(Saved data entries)
##########

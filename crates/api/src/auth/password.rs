//! Password hashing and strength rules.
//!
//! Hashes are stored as the PHC strings emitted by the `argon2` crate
//! (Argon2id, per-password random salt), so the parameters travel with the
//! hash and can be tightened later without rehashing existing rows.

use argon2::password_hash::rand_core::OsRng;
use argon2::password_hash::{PasswordHash, PasswordHasher, PasswordVerifier, SaltString};
use argon2::Argon2;

/// Shortest password accepted at registration and password change.
pub const MIN_PASSWORD_LENGTH: usize = 8;

/// Hash `password` with Argon2id under a fresh random salt.
pub fn hash_password(password: &str) -> Result<String, argon2::password_hash::Error> {
    let salt = SaltString::generate(&mut OsRng);
    Argon2::default()
        .hash_password(password.as_bytes(), &salt)
        .map(|hash| hash.to_string())
}

/// Check `password` against a stored PHC hash string.
///
/// A wrong password comes back as `Ok(false)`; `Err` is reserved for hashes
/// that cannot be parsed and other backend failures.
pub fn verify_password(password: &str, hash: &str) -> Result<bool, argon2::password_hash::Error> {
    let parsed = PasswordHash::new(hash)?;
    match Argon2::default().verify_password(password.as_bytes(), &parsed) {
        Ok(()) => Ok(true),
        Err(argon2::password_hash::Error::Password) => Ok(false),
        Err(other) => Err(other),
    }
}

/// Apply the password acceptance rules: a floor on length, and no all-digit
/// passwords. The `Err` string is shown to the user as-is.
pub fn validate_password_strength(password: &str, min_length: usize) -> Result<(), String> {
    if password.len() < min_length {
        return Err(format!(
            "Password must be at least {min_length} characters long"
        ));
    }
    if password.bytes().all(|b| b.is_ascii_digit()) {
        return Err("Password must not be entirely numeric".to_string());
    }
    Ok(())
}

##########

> **WORK TO BE COMPLETED**:
Wherever a line in the data above holds "usize", copy that line.

> **EXERCISE RESULT**:
pub const MIN_PASSWORD_LENGTH: usize = 8;
pub fn validate_password_strength(password: &str, min_length: usize) -> Result<(), String> {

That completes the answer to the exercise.